(741g) Safety-Based Model Predictive Control with Data-Based Determination of Safety Level Sets | AIChE

(741g) Safety-Based Model Predictive Control with Data-Based Determination of Safety Level Sets

Authors 

Albalawi, F. - Presenter, University of California, Los Angeles
Durand, H., University of California, Los Angeles
Alanqar, A., University of California, Los Angeles
Christofides, P., University of California, Los Angeles
Maintaining safety of chemical processes is the most important operating objective in the chemical process industries. As a result, industry has developed a number of qualitative and quantitative means for assessing the safety of a chemical process, such as hazards and operability (HAZOP) studies, fault trees, and what-if scenarios. Process safety is promoted by designing a process to be inherently safe based on the chemistry and physics of the process; after the process has been designed, process control can be added to improve process safety [1]. The integration of safety with control [2] was pursued in [3], in which several Lyapunov-based economic model predictive controller (LEMPC) [4] formulations were developed with safety constraints. The safety constraints were designed to drive the process state into a smaller region of operation termed the safety region when a safety logic unit predicted that a component or software failure was possible if process operation was not moved to this smaller region of operation.

In this work, we improve the practical application of the safety-based LEMPC method proposed in [4] by developing a safety-based controller formulation in the context of Lyapunov-based model predictive control (LMPC) with a quadratic objective function for consistency with the tracking model predictive control (MPC) formulation commonly used in the chemical process industries [5]. In addition, we develop a data-based method for both the LMPC and LEMPC cases for determining the probability that the closed-loop state will leave a given safety level set, and the distance from the level set that the process states may move before returning to the safety level set, due to process disturbances and sensor noise. The knowledge gained from this data-based method can then be used by the safety logic unit as it evaluates safe regions of operation to quantify the probability that, for a given safety level set, the closed-loop state may move far enough from the safety level set to enter a region that the safety logic unit has determined to be unsafe. Furthermore, this knowledge may cause the safety logic unit to select smaller safety level sets for process operation if the disturbances and noise are known to move the process state significantly. In addition, closed-loop simulations of a chemical process example showed that LMPC with safety-based constraints was able to drive the process state into a required safety region more quickly than tracking LMPC alone, showing that the proposed safety-based model predictive control formulation can enhance the safety of current chemical process systems.

[1] Crowl DA, Louvar JF. Chemical Process Safety: Fundamentals with Applications, 3rded.

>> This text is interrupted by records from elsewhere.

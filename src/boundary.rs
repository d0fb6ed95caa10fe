//! Locating where meaningful data ends
//!
//! A saved BASIC program is followed by its variables, and files copied off
//! disk are often padded to a record boundary. When a header declares the
//! program length that value wins; otherwise the line structure is scanned.
//!
//! Tokenized BASIC line layout:
//!
//! ```text
//! [2] line number (BE)   values with bit 15 or 14 set start the variables area
//! [2] body length (LE)   including the trailing 0x0D
//! [n] body
//! ```

use byteorder::{BigEndian, ByteOrder, LittleEndian};
use log::debug;

use crate::header::FileHeader;

/// Bits that can never be set in a line number
pub const VARIABLES_MASK: u16 = 0xC000;

/// Whether a line-start value is a program line number rather than the
/// start of variable storage
pub fn is_program_line(value: u16) -> bool {
    value & VARIABLES_MASK == 0
}

/// Which strategy produced a boundary
#[derive(Debug, Clone, Copy, PartialEq, Eq)]
pub enum BoundarySource {
    DeclaredProgramLength,
    LineNumberScan,
    WholeBuffer,
}

impl BoundarySource {
    /// Only a header-declared length is trusted over the line structure
    pub fn is_authoritative(self) -> bool {
        self == BoundarySource::DeclaredProgramLength
    }
}

/// Offset at which live program data ends
#[derive(Debug, Clone, Copy, PartialEq, Eq)]
pub struct Boundary {
    pub offset: usize,
    pub source: BoundarySource,
}

/// One way of finding the end of a BASIC program
#[derive(Debug, Clone, Copy, PartialEq, Eq)]
pub enum Strategy {
    /// Program length taken from a header, if one declared it
    DeclaredProgramLength(Option<usize>),
    /// Walk the lines until a value with bit 15 or 14 set
    LineNumberScan,
    /// Everything is program
    WholeBuffer,
}

impl Strategy {
    /// Offset found by this strategy, or `None` when it does not apply
    pub fn resolve(&self, data: &[u8]) -> Option<usize> {
        match *self {
            Strategy::DeclaredProgramLength(length) => length.map(|n| n.min(data.len())),
            Strategy::LineNumberScan => scan_program_end(data),
            Strategy::WholeBuffer => Some(data.len()),
        }
    }

    pub fn source(&self) -> BoundarySource {
        match self {
            Strategy::DeclaredProgramLength(_) => BoundarySource::DeclaredProgramLength,
            Strategy::LineNumberScan => BoundarySource::LineNumberScan,
            Strategy::WholeBuffer => BoundarySource::WholeBuffer,
        }
    }
}

/// Standard order: header, then scan, then the whole buffer
pub fn program_strategies(header: &FileHeader) -> [Strategy; 3] {
    [
        Strategy::DeclaredProgramLength(header.program_length()),
        Strategy::LineNumberScan,
        Strategy::WholeBuffer,
    ]
}

/// Try each strategy in order; the first that applies wins
pub fn resolve(strategies: &[Strategy], data: &[u8]) -> Boundary {
    for strategy in strategies {
        if let Some(offset) = strategy.resolve(data) {
            let boundary = Boundary { offset, source: strategy.source() };
            debug!("Program end at offset {} ({:?})", boundary.offset, boundary.source);
            return boundary;
        }
    }
    Boundary { offset: data.len(), source: BoundarySource::WholeBuffer }
}

/// End of the BASIC program inside `data`, using the header when it knows
pub fn resolve_program_end(header: &FileHeader, data: &[u8]) -> Boundary {
    resolve(&program_strategies(header), data)
}

/// Skip from line to line using the stored body lengths.
///
/// Returns the offset of the first line-start value with bit 15 or 14 set,
/// or `None` if the data runs out (or a length points past the end) first.
pub fn scan_program_end(data: &[u8]) -> Option<usize> {
    let mut pos = 0;
    loop {
        let number_bytes = data.get(pos..pos + 2)?;
        let number = BigEndian::read_u16(number_bytes);
        if !is_program_line(number) {
            return Some(pos);
        }

        let length_bytes = data.get(pos + 2..pos + 4)?;
        let next = pos + 4 + LittleEndian::read_u16(length_bytes) as usize;
        if next > data.len() {
            debug!("Line {} at offset {} claims a body past the end of data", number, pos);
            return None;
        }
        pos = next;
    }
}

/// Offset of the first Soft-EOF sentinel, or the full length if there is none
pub fn soft_eof_limit(data: &[u8], sentinel: u8) -> usize {
    match data.iter().position(|&b| b == sentinel) {
        Some(pos) => {
            debug!("Soft-EOF {:#04x} at offset {}", sentinel, pos);
            pos
        }
        None => data.len(),
    }
}

/// Some assembler files start with a spurious 16-bit length. Returns how many
/// leading bytes to skip: 2 when the first word equals the data length with
/// or without itself, 0 otherwise.
///
/// The word is accepted in either byte order. A real first line number
/// (typically 1 or 10, i.e. 256 or 2560 swapped) practically never matches.
pub fn leading_length_prefix(data: &[u8]) -> usize {
    let Some(word) = data.get(..2) else {
        return 0;
    };
    let matches = |value: usize| value == data.len() || value == data.len() - 2;

    let little = LittleEndian::read_u16(word) as usize;
    let big = BigEndian::read_u16(word) as usize;
    if matches(little) || matches(big) {
        debug!("Skipping leading length word {:#06x} (data length {})", little, data.len());
        2
    } else {
        0
    }
}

Upper Saddle River, NJ: Pearson Education, 2011.

[2] Leveson NG, Stephanopoulos G. A system-theoretic, control-inspired view and approach to process safety. AIChE Journal. 2014;60:2-14.

[3] Albalawi F, Alanqar A, Durand H, Christofides PD. A feedback control framework for safe and economically-optimal operation of nonlinear processes. AIChE Journal. 2016; in press.

[4] Heidarinejad M, Liu J, Christofides PD. Economic model predictive control of nonlinear process systems using Lyapunov techniques. AIChE Journal. 2012;58:855-870.

[5] Qin SJ, Badgwell TA. A survey of industrial model predictive control technology. Control Engineering Practice. 2003;11:733-764.